### Exercise directions
Nothing in the records may be altered; repeat them exactly.

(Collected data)
↓↓↓
// Signed URL issuance tests
//
// These exercise the public signing API the way the HTTP layer does:
// raw, untrusted `path` and `options` strings in, a URL or an IssueError out.

use rstest::rstest;
use utsushi::error::IssueError;
use utsushi::signing::{
    compute_signature, signing_payload, AssetPath, Credentials, SigningSecret, TransformSpec,
    UrlSigner,
};

const SECRET: &str = "test-api-secret";
const TS: u64 = 1_700_000_000;

fn signer() -> UrlSigner {
    UrlSigner::new(Credentials::resolve(
        Some("demo"),
        Some("123456"),
        Some(SECRET),
    ))
}

/// Split a signed URL into its path and query parts
fn split_url(url: &str) -> (&str, &str) {
    url.split_once('?').expect("signed URL must carry a query")
}

#[test]
fn test_reference_payload_and_url() {
    let payload = signing_payload(
        "f_auto,q_auto,dpr_auto",
        "grid/IMG_1915.jpg",
        TS,
        &SigningSecret::new(SECRET),
    );
    assert_eq!(
        payload,
        "f_auto,q_auto,dpr_auto/grid/IMG_1915.jpg1700000000test-api-secret"
    );

    let url = signer()
        .issue_signed_url_at(Some("grid/IMG_1915.jpg"), None, TS)
        .unwrap();
    let (path, query) = split_url(url.as_str());

    assert!(path.ends_with("/authenticated/f_auto,q_auto,dpr_auto/grid/IMG_1915.jpg"));
    assert_eq!(
        query,
        format!(
            "timestamp=1700000000&signature={}",
            compute_signature(payload.as_bytes())
        )
    );
}

#[test]
fn test_url_carries_exactly_one_timestamp_and_signature() {
    let url = signer()
        .issue_signed_url(Some("grid/IMG_1915.jpg"), Some("w:800"))
        .unwrap();
    let (_, query) = split_url(url.as_str());

    let keys: Vec<&str> = query
        .split('&')
        .filter_map(|pair| pair.split_once('=').map(|(k, _)| k))
        .collect();
    assert_eq!(keys, vec!["timestamp", "signature"]);
    assert_eq!(url.signature().len(), 64);
    assert!(url.signature().chars().all(|c| c.is_ascii_hexdigit()));
}

#[rstest]
#[case("/grid/x.jpg")]
#[case("grid/x.jpg")]
#[case("v123/grid/x.jpg")]
#[case("  /v1712345678/grid/x.jpg  ")]
fn test_equivalent_paths_sign_identically(#[case] raw: &str) {
    let s = signer();
    let reference = s.issue_signed_url_at(Some("grid/x.jpg"), None, TS).unwrap();
    let url = s.issue_signed_url_at(Some(raw), None, TS).unwrap();
    assert_eq!(url, reference);
}

#[rstest]
#[case(None)]
#[case(Some(""))]
#[case(Some("   "))]
fn test_missing_path_is_rejected(#[case] raw: Option<&str>) {
    let err = signer().issue_signed_url(raw, None).unwrap_err();
    assert_eq!(err, IssueError::input("Image path is required"));
    assert_eq!(err.status_code(), 400);
}

#[rstest]
#[case("grid/../secret.jpg")]
#[case("grid/%2e%2e/secret.jpg")]
#[case("grid/x.jpg?download=1")]
#[case("grid/x.jpg#frag")]
#[case("grid\\x.jpg")]
#[case("grid//x.jpg")]
#[case("grid/x y.jpg")]
#[case("grid/ümlaut.jpg")]
#[case("/")]
fn test_unsafe_paths_are_input_errors(#[case] raw: &str) {
    let err = signer().issue_signed_url(Some(raw), None).unwrap_err();
    assert_eq!(err.status_code(), 400, "path {:?} should be rejected", raw);
}

#[test]
fn test_overlong_path_is_rejected() {
    let raw = format!("grid/{}.jpg", "a".repeat(2048));
    assert!(AssetPath::parse(&raw).is_err());
}

#[rstest]
#[case(Some("demo"), None, None)]
#[case(None, Some("key"), Some(SECRET))]
#[case(Some("demo"), None, Some(SECRET))]
#[case(Some("demo"), Some("key"), None)]
#[case(Some("demo"), Some("key"), Some(""))]
fn test_any_missing_credential_fails_regardless_of_path(
    #[case] cloud: Option<&str>,
    #[case] key: Option<&str>,
    #[case] secret: Option<&str>,
) {
    let s = UrlSigner::new(Credentials::resolve(cloud, key, secret));
    assert!(!s.is_configured());

    for path in [None, Some("grid/x.jpg"), Some("grid/../x.jpg")] {
        let err = s.issue_signed_url(path, None).unwrap_err();
        assert_eq!(err.status_code(), 500);
        assert_eq!(err.kind(), "configuration");
    }
}

#[rstest]
#[case(None, "f_auto,q_auto,dpr_auto")]
#[case(Some(""), "f_auto,q_auto,dpr_auto")]
#[case(Some("w:800"), "w_800")]
#[case(Some("thumb,q_auto"), "w_800,q_auto")]
#[case(Some("width=1200,height=800,crop:fill"), "w_1200,h_800,c_fill")]
#[case(Some("e_sharpen,f_auto"), "e_sharpen,f_auto")]
fn test_options_become_the_transformation_segment(
    #[case] options: Option<&str>,
    #[case] segment: &str,
) {
    let url = signer()
        .issue_signed_url_at(Some("grid/x.jpg"), options, TS)
        .unwrap();
    let (path, _) = split_url(url.as_str());
    assert!(
        path.ends_with(&format!("/authenticated/{}/grid/x.jpg", segment)),
        "unexpected URL {}",
        url
    );
}

#[rstest]
#[case("w_800/e_blur")]
#[case("w_800?x=1")]
#[case("w:")]
#[case(",,,")]
fn test_malformed_options_are_input_errors(#[case] options: &str) {
    let err = signer()
        .issue_signed_url(Some("grid/x.jpg"), Some(options))
        .unwrap_err();
    assert_eq!(err.status_code(), 400);
}

#[test]
fn test_too_many_directives_rejected() {
    let options = vec!["q_auto"; 40].join(",");
    assert!(TransformSpec::parse(&options).is_err());
}

#[test]
fn test_signature_sensitivity() {
    let s = signer();
    let base = s.issue_signed_url_at(Some("grid/x.jpg"), None, TS).unwrap();

    let variants = [
        s.issue_signed_url_at(Some("grid/y.jpg"), None, TS).unwrap(),
        s.issue_signed_url_at(Some("grid/x.jpg"), Some("w_800"), TS)
            .unwrap(),
        s.issue_signed_url_at(Some("grid/x.jpg"), None, TS + 1).unwrap(),
    ];
    for variant in variants {
        assert_ne!(variant.signature(), base.signature());
    }

    let other_secret = UrlSigner::new(Credentials::resolve(
        Some("demo"),
        Some("123456"),
        Some("another-secret"),
    ));
    let url = other_secret
        .issue_signed_url_at(Some("grid/x.jpg"), None, TS)
        .unwrap();
    assert_ne!(url.signature(), base.signature());
}

#[test]
fn test_url_never_contains_secret() {
    let url = signer()
        .issue_signed_url(Some("grid/x.jpg"), Some("w:800"))
        .unwrap();
    assert!(!url.as_str().contains(SECRET));
    assert!(!format!("{:?}", signer()).contains(SECRET));
}

#[test]
fn test_verify_accepts_issued_and_rejects_tampered() {
    let s = signer();
    let url = s
        .issue_signed_url_at(Some("grid/x.jpg"), Some("w:800"), TS)
        .unwrap();
    let path = AssetPath::parse("grid/x.jpg").unwrap();
    let transform = TransformSpec::parse("w_800").unwrap();

    assert!(s.verify(&transform, &path, TS, url.signature(), TS + 60, Some(300)));

    let other = TransformSpec::parse("w_801").unwrap();
    assert!(!s.verify(&other, &path, TS, url.signature(), TS, None));
    assert!(!s.verify(&transform, &path, TS, url.signature(), TS + 301, Some(300)));
}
↑↑↑
### Exercise response
// Signed URL issuance tests
//
// These exercise the public signing API the way the HTTP layer does:
// raw, untrusted `path` and `options` strings in, a URL or an IssueError out.

use rstest::rstest;
use utsushi::error::IssueError;
use utsushi::signing::{
    compute_signature, signing_payload, AssetPath, Credentials, SigningSecret, TransformSpec,
    UrlSigner,
};

const SECRET: &str = "test-api-secret";
const TS: u64 = 1_700_000_000;

fn signer() -> UrlSigner {
    UrlSigner::new(Credentials::resolve(
        Some("demo"),
        Some("123456"),
        Some(SECRET),
    ))
}

/// Split a signed URL into its path and query parts
fn split_url(url: &str) -> (&str, &str) {
    url.split_once('?').expect("signed URL must carry a query")
}

#[test]
fn test_reference_payload_and_url() {
    let payload = signing_payload(
        "f_auto,q_auto,dpr_auto",
        "grid/IMG_1915.jpg",
        TS,
        &SigningSecret::new(SECRET),
    );
    assert_eq!(
        payload,
        "f_auto,q_auto,dpr_auto/grid/IMG_1915.jpg1700000000test-api-secret"
    );

    let url = signer()
        .issue_signed_url_at(Some("grid/IMG_1915.jpg"), None, TS)
        .unwrap();
    let (path, query) = split_url(url.as_str());

    assert!(path.ends_with("/authenticated/f_auto,q_auto,dpr_auto/grid/IMG_1915.jpg"));
    assert_eq!(
        query,
        format!(
            "timestamp=1700000000&signature={}",
            compute_signature(payload.as_bytes())
        )
    );
}

#[test]
fn test_url_carries_exactly_one_timestamp_and_signature() {
    let url = signer()
        .issue_signed_url(Some("grid/IMG_1915.jpg"), Some("w:800"))
        .unwrap();
    let (_, query) = split_url(url.as_str());

    let keys: Vec<&str> = query
        .split('&')
        .filter_map(|pair| pair.split_once('=').map(|(k, _)| k))
        .collect();
    assert_eq!(keys, vec!["timestamp", "signature"]);
    assert_eq!(url.signature().len(), 64);
    assert!(url.signature().chars().all(|c| c.is_ascii_hexdigit()));
}

#[rstest]
#[case("/grid/x.jpg")]
#[case("grid/x.jpg")]
#[case("v123/grid/x.jpg")]
#[case("  /v1712345678/grid/x.jpg  ")]
fn test_equivalent_paths_sign_identically(#[case] raw: &str) {
    let s = signer();
    let reference = s.issue_signed_url_at(Some("grid/x.jpg"), None, TS).unwrap();
    let url = s.issue_signed_url_at(Some(raw), None, TS).unwrap();
    assert_eq!(url, reference);
}

#[rstest]
#[case(None)]
#[case(Some(""))]
#[case(Some("   "))]
fn test_missing_path_is_rejected(#[case] raw: Option<&str>) {
    let err = signer().issue_signed_url(raw, None).unwrap_err();
    assert_eq!(err, IssueError::input("Image path is required"));
    assert_eq!(err.status_code(), 400);
}

#[rstest]
#[case("grid/../secret.jpg")]
#[case("grid/%2e%2e/secret.jpg")]
#[case("grid/x.jpg?download=1")]
#[case("grid/x.jpg#frag")]
#[case("grid\\x.jpg")]
#[case("grid//x.jpg")]
#[case("grid/x y.jpg")]
#[case("grid/ümlaut.jpg")]
#[case("/")]
fn test_unsafe_paths_are_input_errors(#[case] raw: &str) {
    let err = signer().issue_signed_url(Some(raw), None).unwrap_err();
    assert_eq!(err.status_code(), 400, "path {:?} should be rejected", raw);
}

#[test]
fn test_overlong_path_is_rejected() {
    let raw = format!("grid/{}.jpg", "a".repeat(2048));
    assert!(AssetPath::parse(&raw).is_err());
}

#[rstest]
#[case(Some("demo"), None, None)]
#[case(None, Some("key"), Some(SECRET))]
#[case(Some("demo"), None, Some(SECRET))]
#[case(Some("demo"), Some("key"), None)]
#[case(Some("demo"), Some("key"), Some(""))]
fn test_any_missing_credential_fails_regardless_of_path(
    #[case] cloud: Option<&str>,
    #[case] key: Option<&str>,
    #[case] secret: Option<&str>,
) {
    let s = UrlSigner::new(Credentials::resolve(cloud, key, secret));
    assert!(!s.is_configured());

    for path in [None, Some("grid/x.jpg"), Some("grid/../x.jpg")] {
        let err = s.issue_signed_url(path, None).unwrap_err();
        assert_eq!(err.status_code(), 500);
        assert_eq!(err.kind(), "configuration");
    }
}

#[rstest]
#[case(None, "f_auto,q_auto,dpr_auto")]
#[case(Some(""), "f_auto,q_auto,dpr_auto")]
#[case(Some("w:800"), "w_800")]
#[case(Some("thumb,q_auto"), "w_800,q_auto")]
#[case(Some("width=1200,height=800,crop:fill"), "w_1200,h_800,c_fill")]
#[case(Some("e_sharpen,f_auto"), "e_sharpen,f_auto")]
fn test_options_become_the_transformation_segment(
    #[case] options: Option<&str>,
    #[case] segment: &str,
) {
    let url = signer()
        .issue_signed_url_at(Some("grid/x.jpg"), options, TS)
        .unwrap();
    let (path, _) = split_url(url.as_str());
    assert!(
        path.ends_with(&format!("/authenticated/{}/grid/x.jpg", segment)),
        "unexpected URL {}",
        url
    );
}

#[rstest]
#[case("w_800/e_blur")]
#[case("w_800?x=1")]
#[case("w:")]
#[case(",,,")]
fn test_malformed_options_are_input_errors(#[case] options: &str) {
    let err = signer()
        .issue_signed_url(Some("grid/x.jpg"), Some(options))
        .unwrap_err();
    assert_eq!(err.status_code(), 400);
}

#[test]
fn test_too_many_directives_rejected() {
    let options = vec!["q_auto"; 40].join(",");
    assert!(TransformSpec::parse(&options).is_err());
}

#[test]
fn test_signature_sensitivity() {
    let s = signer();
    let base = s.issue_signed_url_at(Some("grid/x.jpg"), None, TS).unwrap();

    let variants = [
        s.issue_signed_url_at(Some("grid/y.jpg"), None, TS).unwrap(),
        s.issue_signed_url_at(Some("grid/x.jpg"), Some("w_800"), TS)
            .unwrap(),
        s.issue_signed_url_at(Some("grid/x.jpg"), None, TS + 1).unwrap(),
    ];
    for variant in variants {
        assert_ne!(variant.signature(), base.signature());
    }

    let other_secret = UrlSigner::new(Credentials::resolve(
        Some("demo"),
        Some("123456"),
        Some("another-secret"),
    ));
    let url = other_secret
        .issue_signed_url_at(Some("grid/x.jpg"), None, TS)
        .unwrap();
    assert_ne!(url.signature(), base.signature());
}

#[test]
fn test_url_never_contains_secret() {
    let url = signer()
        .issue_signed_url(Some("grid/x.jpg"), Some("w:800"))
        .unwrap();
    assert!(!url.as_str().contains(SECRET));
    assert!(!format!("{:?}", signer()).contains(SECRET));
}

#[test]
fn test_verify_accepts_issued_and_rejects_tampered() {
    let s = signer();
    let url = s
        .issue_signed_url_at(Some("grid/x.jpg"), Some("w:800"), TS)
        .unwrap();
    let path = AssetPath::parse("grid/x.jpg").unwrap();
    let transform = TransformSpec::parse("w_800").unwrap();

    assert!(s.verify(&transform, &path, TS, url.signature(), TS + 60, Some(300)));

    let other = TransformSpec::parse("w_801").unwrap();
    assert!(!s.verify(&other, &path, TS, url.signature(), TS, None));
    assert!(!s.verify(&transform, &path, TS, url.signature(), TS + 301, Some(300)));
}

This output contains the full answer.